L’objectif attendu par tous, c’est 2033 et un QC-D maximum de nuit fixé à 13. Cette limitation va de fait, limiter le décollage d’un autre type d’avion, les B727-200 (avion de type moyen). Et c’est tout. Oui oui, c’est vraiment tout. Et dans 10 longues années !
En résumé
Là où dans le premier permis, il y avait à terme, une baisse de 78% du niveau de bruit, et une baisse débutant dès 2024, nous voici avec un nouveau permis qui interdira, en 2033, uniquement le décollage des B747-400F, DC10 et B727-200, les autres types d’avions n’étant déjà plus présents. (Update: En réalité, les DC10 et B727 ne volent déjà plus en Europe depuis quelques temps ! Seul un type d’avion est donc concerné … ce qui n’aurait pas été le cas si l’on avait placé la norme à QC-D 12 comme initialement prévu et non 13) Parallèlement, le nombre de décollages sera d’ici là doublé ce qui, nous le savons, est un facteur qui a également un impact majeur sur le sommeil et donc sur la santé des riverains.
En conclusion, derrière les chiffres et le compromis trouvé sur le permis, nous ne voyons qu’un seul gagnant, et il se nomme Liège Airport. Pour Luc Joachims « Le gouvernement wallon a échoué à trouver un arbitrage juste et a largement cédé à la pression mise par des entreprises qui n’hésiteront quand même pas à délocaliser si elles peuvent faire plus de bénéfices ailleurs, ou à automatiser la manutention détruisant largement l’emploi. Dans ce contexte, il est de notre devoir civique aujourd’hui de faire front et de bloquer les quelques 280 hectares que l’aéroport dans son projet de Master Plan doit encore aménager. ».

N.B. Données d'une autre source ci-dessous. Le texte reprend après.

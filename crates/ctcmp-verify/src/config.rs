// Copyright (c) 2025-2026 Federico Hoerth <memparanoid@gmail.com>
// SPDX-License-Identifier: GPL-3.0-only
// See LICENSE in the repository root for full license text.

//! Verifier configuration.

use ctcmp_arena::{GuardSentinels, page_size};
use thiserror::Error;

/// First byte of the cyclic payload pattern.
pub const PATTERN_BASE: u8 = b'A';

/// Period of the cyclic payload pattern: bytes run `'A'..='`'`.
pub const PATTERN_PERIOD: u8 = 32;

/// Default exclusive upper bound on window sizes.
pub const DEFAULT_MAX_SIZE: usize = 100;

/// Default exclusive upper bound on window offsets from the anchor.
pub const DEFAULT_MAX_OFFSET: usize = 32;

/// Rejected [`VerifierConfig`] values.
#[derive(Debug, Error, Clone, Copy, Eq, PartialEq)]
pub enum ConfigError {
    /// `max_size` must be at least 1.
    #[error("max_size must be at least 1")]
    ZeroMaxSize,

    /// `max_offset` must be at least 1 so the leading guard stays inside the arena.
    #[error("max_offset must be at least 1")]
    ZeroMaxOffset,

    /// Page size is zero or not a power of two.
    #[error("page_size {0} is not a power of two")]
    InvalidPageSize(usize),

    /// `max_offset` must be smaller than a page.
    #[error("max_offset {max_offset} must be smaller than page_size {page_size}")]
    OffsetNotBelowPage {
        /// Requested maximum offset.
        max_offset: usize,
        /// Page granularity in use.
        page_size: usize,
    },

    /// `max_size` must be smaller than a page.
    #[error("max_size {max_size} must be smaller than page_size {page_size}")]
    SizeNotBelowPage {
        /// Requested maximum window size.
        max_size: usize,
        /// Page granularity in use.
        page_size: usize,
    },

    /// A sentinel collides with the payload alphabet and could not reveal leakage.
    #[error("sentinel {0:#04x} is part of the payload pattern")]
    SentinelInPattern(u8),
}

/// Parameters of one verification run.
#[derive(Debug, Clone, Copy, Eq, PartialEq)]
pub struct VerifierConfig {
    /// Exclusive upper bound on tested window sizes.
    pub max_size: usize,
    /// Exclusive upper bound on window start offsets from the anchor.
    pub max_offset: usize,
    /// Page granularity the anchor is placed against.
    pub page_size: usize,
    /// Guard values around windows in the first buffer.
    pub sentinels_a: GuardSentinels,
    /// Guard values around windows in the second buffer.
    pub sentinels_b: GuardSentinels,
}

impl Default for VerifierConfig {
    fn default() -> Self {
        Self {
            max_size: DEFAULT_MAX_SIZE,
            max_offset: DEFAULT_MAX_OFFSET,
            page_size: page_size(),
            sentinels_a: GuardSentinels::default(),
            sentinels_b: GuardSentinels {
                before: b'2',
                after: b'3',
            },
        }
    }
}

impl VerifierConfig {
    /// Sets the exclusive upper bound on window sizes.
    pub fn with_max_size(mut self, max_size: usize) -> Self {
        self.max_size = max_size;
        self
    }

    /// Sets the exclusive upper bound on window offsets.
    pub fn with_max_offset(mut self, max_offset: usize) -> Self {
        self.max_offset = max_offset;
        self
    }

    /// Sets the page granularity.
    pub fn with_page_size(mut self, page_size: usize) -> Self {
        self.page_size = page_size;
        self
    }

    /// Sets the guard values for both buffers.
    pub fn with_sentinels(mut self, a: GuardSentinels, b: GuardSentinels) -> Self {
        self.sentinels_a = a;
        self.sentinels_b = b;
        self
    }

    /// Bytes filled with the payload pattern from each anchor.
    pub fn fill_len(&self) -> usize {
        self.max_size + self.max_offset
    }

    /// Checks every constraint a run relies on.
    pub fn validate(&self) -> Result<(), ConfigError> {
        if self.max_size == 0 {
            return Err(ConfigError::ZeroMaxSize);
        }

        if self.max_offset == 0 {
            return Err(ConfigError::ZeroMaxOffset);
        }

        if !self.page_size.is_power_of_two() {
            return Err(ConfigError::InvalidPageSize(self.page_size));
        }

        if self.max_offset >= self.page_size {
            return Err(ConfigError::OffsetNotBelowPage {
                max_offset: self.max_offset,
                page_size: self.page_size,
            });
        }

        if self.max_size >= self.page_size {
            return Err(ConfigError::SizeNotBelowPage {
                max_size: self.max_size,
                page_size: self.page_size,
            });
        }

        let sentinels = [
            self.sentinels_a.before,
            self.sentinels_a.after,
            self.sentinels_b.before,
            self.sentinels_b.after,
        ];

        for sentinel in sentinels {
            if is_pattern_byte(sentinel) {
                return Err(ConfigError::SentinelInPattern(sentinel));
            }
        }

        Ok(())
    }
}

/// Whether `byte` can appear in the payload pattern.
pub(crate) fn is_pattern_byte(byte: u8) -> bool {
    (PATTERN_BASE..PATTERN_BASE + PATTERN_PERIOD).contains(&byte)
}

Pour sa part, le Mouvement Demain va continuer le combat, à l’échelon local comme régional, contre cette fuite en avant. La décision wallonne de miser sur la logistique en général, et sur cet aéroport en particulier, était un mauvais choix du siècle dernier. A l’heure du défi climatique, confirmer et renforcer ce choix est une faute politique majeure. C’est un aveu de faiblesse du monde politique (et syndical) qui a cédé face au chantage patronal. L’écosocialisme, dont se revendique pourtant le PS, consiste précisément à avoir un Etat stratège qui opère des choix économiques et sociaux qui s’inscrivent dans le respect des limites planétaires. Les chiffres sont effrayants : le développement de Liège Airport annihile tous les efforts wallons en matière de réduction des émissions de C02. Doubler son activité, va aggraver la situation. Comment après un tel choix, peut-on imaginer réclamer avec succès des efforts à la population wallonne ? Loin de ce qui est mis en avant pour justifier cette décision éco-suicidaire, ce secteur largement soutenu avec de l’argent public est en outre une machine à tuer l’emploi local et à fragiliser la nécessaire relocalisation économique. C’est pourquoi nous continuons notamment de réclamer, comme en France, une étude qui comptabilise création ET destruction d’emplois.
Communiqué du 30 janvier 2023
Sources :
- Pour le calcul des QC-D : https://www.easa.europa.eu/en/domains/environment/easa-certification-noise-levels
- Pour le Business Jet: https://www.aslgroup.eu/en/planes
- Pour les mouvements : https://mobilit.belgium.be/fr/aviation/aeroports-et-aerodromes/statistiques
- Information sur les liaisons Liège-Milan : https://www.flightradar24.com/data/flights/abr176
- Plus globalement : https://www.easa.europa.eu/en
- Ainsi que : https://www.iata.org/
Bravo pour cette synthèse dans un dossier où un chat ne retrouverait pas ses jeunes.
Quelle déception, quelle tristesse. En route pour l’enfer!